Tuesday, October 13, 2015

Bulletin: Autopsy notes in baby’s death raise questions about DA’s role; Medical examiner says he was bullied


STORY: "Autopsy notes in baby’s death raise questions about DA’s role;  Medical examiner says he was bullied," by Yvonne Abraham, published by the Boston Globe on October 13, 2015.

PHOTO CAPTION:  "A former medical examiner, in notes left in the case file of a 6-month-old, said Middlesex District Attorney Marian Ryan bullied him."

GIST: "The medical examiner who reversed a homicide finding in the death of a 6-month-old Malden baby maintains in case notes that Middlesex District Attorney Marian Ryan and her office “bullied” him to stick with the original homicide ruling, even though new evidence made that conclusion not “honest.” Initially, forensic pathologist Peter Cummings ruled that the 2010 death of the baby, Nathan Wilson, was a homicide, the result of abusive head trauma, or shaken baby syndrome. His father, Geoffrey Wilson, was charged by Ryan’s office with the baby’s murder. But experts hired by his defense counsel found a rare genetic defect that made members of the Wilson family prone to ruptures of veins and arteries, providing an alternative explanation of the baby’s death. Cummings decided to file an amended death certificate changing the cause of death from “homicide” to “could not be determined.” In supplemental case notes, handwritten by Cummings and placed in the baby’s closed case file the day before the murder charges were dropped, Cummings said that the DA and her staff had not wanted him to change his finding. He called the way they dealt with his office on the case “unethical and unprofessional.” He accused them of “M.E. shopping” in the hopes of getting a different opinion. “I told them I felt bullied and at times as though I was being forced to sign the case out in a way I did not think was honest,” Cummings wrote in the case notes, obtained by the Globe...

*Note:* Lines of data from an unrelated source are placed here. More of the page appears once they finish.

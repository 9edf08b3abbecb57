//! services/api/src/adapters/uploads.rs
//!
//! Disk-backed implementation of the `FileStore` port. Uploaded files land
//! in a single directory under a generated name and are served back as
//! static assets under a fixed URL prefix.

use std::path::{Path, PathBuf};

use async_trait::async_trait;
use uuid::Uuid;

use all_islam_core::domain::StoredFile;
use all_islam_core::ports::{FileStore, PortError, PortResult};

/// URL prefix the upload directory is mounted under.
pub const UPLOADS_URL_PREFIX: &str = "/uploads";

/// A file store that writes uploads to a local directory.
#[derive(Clone)]
pub struct DiskFileStore {
    root: PathBuf,
}

impl DiskFileStore {
    pub fn new(root: impl Into<PathBuf>) -> Self {
        Self { root: root.into() }
    }

    pub fn root(&self) -> &Path {
        &self.root
    }
}

/// Builds a collision-resistant stored name: a fresh UUID plus the original
/// extension, so the served file keeps a sensible content type.
fn stored_name(original_name: &str) -> String {
    let id = Uuid::new_v4();
    match Path::new(original_name)
        .extension()
        .and_then(|ext| ext.to_str())
    {
        Some(ext) if !ext.is_empty() => format!("{}.{}", id, ext.to_ascii_lowercase()),
        _ => id.to_string(),
    }
}

#[async_trait]
impl FileStore for DiskFileStore {
    async fn save(&self, original_name: &str, bytes: &[u8]) -> PortResult<StoredFile> {
        tokio::fs::create_dir_all(&self.root)
            .await
            .map_err(|e| PortError::Unexpected(format!("Failed to create upload dir: {}", e)))?;

        let name = stored_name(original_name);
        let path = self.root.join(&name);
        tokio::fs::write(&path, bytes)
            .await
            .map_err(|e| PortError::Unexpected(format!("Failed to write upload: {}", e)))?;

        tracing::debug!(path = %path.display(), "Stored upload");
        Ok(StoredFile {
            url: format!("{}/{}", UPLOADS_URL_PREFIX, name),
            file_name: original_name.to_string(),
        })
    }
}
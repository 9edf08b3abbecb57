pub mod domain;
pub mod ports;
pub mod script;

pub use domain::{
    slugify, Book, BookPatch, Course, CoursePatch, Lesson, LessonPatch, NewBook, NewCourse,
    NewLesson, NewUser, StoredFile, User,
};
pub use ports::{ContentStore, FileStore, PortError, PortResult};
pub use script::{MessageContent, MultiLangText, Role, Script, ScriptPlayer, ScriptStep};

The Wilsons declined to comment, but their attorney said they are troubled by the allegations contained in Cummings’s notes...In a second, strikingly similar case involving a baby’s death, concerns about possible interference arose again.
Attorneys for Aisling Brady McCarthy were sufficiently worried about Ryan trying to influence the medical examiner that they asked a judge to order the Middlesex district attorney and her office to refrain from contacting the examiner in the case of Rehma Sabir. McCarthy, Sabir’s nanny, was initially charged with murdering the 1-year-old in January 2013 after the medical examiner found that Sabir had died from abusive head trauma. McCarthy’s attorneys maintained their client’s innocence, citing the baby’s complicated medical history and findings that the baby had suffered bone injuries weeks earlier, when she was out of the country and away from McCarthy. The medical examiner’s office launched a review of the case in April. Melinda Thompson, one of McCarthy’s attorneys, said she was not confident the review would be truly independent unless the judge required the Middlesex DA to stay away from the medical examiner. The judge granted her request. “I felt the interactions [so far] were inappropriate,” Thompson said, citing e-mails showing heavy involvement by the entire prosecution team with the medical examiner. “We believed the review, on behalf of Aisling, the child’s family, and the Commonwealth, should be independent, without interference from the Middlesex district attorney’s office.” On Aug. 31, the medical examiner revised Rehma Sabir’s cause of death to “undetermined,” like Nathan Wilson’s. The district attorney dropped the charges that same day."